Nel dopo spettacolo siparietto con il pubblico per i podcast di radio3 condotto da Laura Palmieri. Incontro insulsetto, più per l’incapacità della conduttrice di ascoltare le risposte di Ricci/Forte senza dover per forza aggiungere di nuovo la sua inutile opinione, che per le sue domande fatte di citazioni trite, ritrite, utili al di lei ego ed al pubblico cui pensava di rivolgersi. La raggiungiamo e la ringraziamo per le “incongruenze” che abbiamo ascoltato. Dopo un sorriso si irrigidisce.

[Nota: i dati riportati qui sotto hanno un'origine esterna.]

//! Reduction: folds an input stream through an aggregator.
//!
//! Running single-segment, the operator emits the finalized value as one row.
//! Running as one of several segments, it emits its serialized partial state
//! instead; the driver merges states across segments and finalizes once. The
//! partial row is a string regardless of the declared output type, which is
//! why partial outputs never leave the driver.

use quarry_core::batch::RowBatch;
use quarry_core::error::Result;
use quarry_core::value::Value;

use crate::aggregate::GroupAggregator;
use crate::context::{ExecutionContext, Operator};

pub struct Reduce {
    agg: Box<dyn GroupAggregator>,
    done: bool,
}

impl Reduce {
    /// `agg` must already have its input types bound.
    pub fn new(agg: Box<dyn GroupAggregator>) -> Self {
        Self { agg, done: false }
    }
}

impl Operator for Reduce {
    fn name(&self) -> &'static str {
        "reduce"
    }

    fn execute(&mut self, ctx: &mut ExecutionContext<'_>) -> Result<()> {
        if self.done {
            return Ok(());
        }
        while let Some(batch) = ctx.get_next(0)? {
            if batch.num_columns() == 1 {
                for v in batch.columns()[0].values() {
                    self.agg.add_element_simple(v)?;
                }
            } else {
                // Multi-argument aggregators take the whole row.
                for r in 0..batch.num_rows() {
                    self.agg.add_element(&batch.row(r))?;
                }
            }
        }
        self.done = true;
        self.agg.partial_finalize();

        let out = if ctx.segment().num_segments > 1 {
            Value::Str(self.agg.save()?)
        } else {
            self.agg.emit()
        };
        ctx.emit(RowBatch::single_row(vec![out]))
    }

    fn clone_for_segment(&self) -> Box<dyn Operator> {
        Box::new(Reduce::new(self.agg.new_instance()))
    }
}

#[cfg(test)]
mod tests {
    use super::*;
    use crate::aggregate::{AggregatorRegistry, Sum};
    use crate::context::{OperatorTree, SegmentSpec};
    use crate::range::RangeSource;
    use quarry_core::value::LogicalType;

    fn range_tree(start: i64, end: i64, bs: usize) -> OperatorTree {
        OperatorTree::new(
            Box::new(RangeSource::new(start, end)),
            vec![],
            vec![LogicalType::Int],
            bs,
        )
    }

    fn sum_agg() -> Box<dyn GroupAggregator> {
        let mut agg: Box<dyn GroupAggregator> = Box::new(Sum::default());
        agg.set_input_types(&[LogicalType::Int]).unwrap();
        agg
    }

    #[test]
    fn sums_a_range() {
        let mut tree = OperatorTree::new(
            Box::new(Reduce::new(sum_agg())),
            vec![range_tree(0, 10, 3)],
            vec![LogicalType::Int],
            3,
        );
        let batches = tree.run_to_completion(SegmentSpec::whole(10)).unwrap();
        assert_eq!(batches.len(), 1);
        assert_eq!(batches[0].row(0), vec![Value::Int(45)]);
    }

    #[test]
    fn multi_segment_emits_partial_state() {
        let mut tree = OperatorTree::new(
            Box::new(Reduce::new(sum_agg())),
            vec![range_tree(0, 10, 4)],
            vec![LogicalType::Int],
            4,
        );
        let seg = SegmentSpec {
            index: 0,
            num_segments: 2,
            row_begin: 0,
            row_end: 5,
        };
        let batches = tree.run_to_completion(seg).unwrap();
        assert_eq!(batches.len(), 1);
        let state = match &batches[0].row(0)[0] {
            Value::Str(s) => s.clone(),
            other => panic!("expected partial state string, got {other:?}"),
        };

        let reg = AggregatorRegistry::with_builtins();
        let mut agg = reg.build("sum").unwrap();
        agg.load(&state).unwrap();
        assert_eq!(agg.emit(), Value::Int(10));
    }

    #[test]
    fn empty_input_still_emits_one_row() {
        let mut tree = OperatorTree::new(
            Box::new(Reduce::new(sum_agg())),
            vec![range_tree(0, 0, 4)],
            vec![LogicalType::Int],
            4,
        );
        let batches = tree.run_to_completion(SegmentSpec::whole(0)).unwrap();
        assert_eq!(batches.len(), 1);
        assert_eq!(batches[0].row(0), vec![Value::Int(0)]);
    }
}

Mentre cerchiamo di spiegarci si intromette l’addetto stampa che ci rimprovera amabilmente “Ci sono modi e momenti per dire le cose”. Appunto Signore, i modi e i momenti che noi decidiamo. Non certo Lei. Tra le cose che abbiamo sempre contestato c’è il conformismo che fa sì che chiunque sia “parte di un certo ambiente” per motivi personali o professionali, si senta in dovere di difendere n’importe porquoi, chiunque avverta come minacciato da una critica o da un tono che infastidiscono. Si figurino se ci mettiamo a stare zitti.

La chicca? “Anche quella scala a pioli che avete messo lì”… Perché giustappunto, ci sono “modi e momenti per dire le cose”.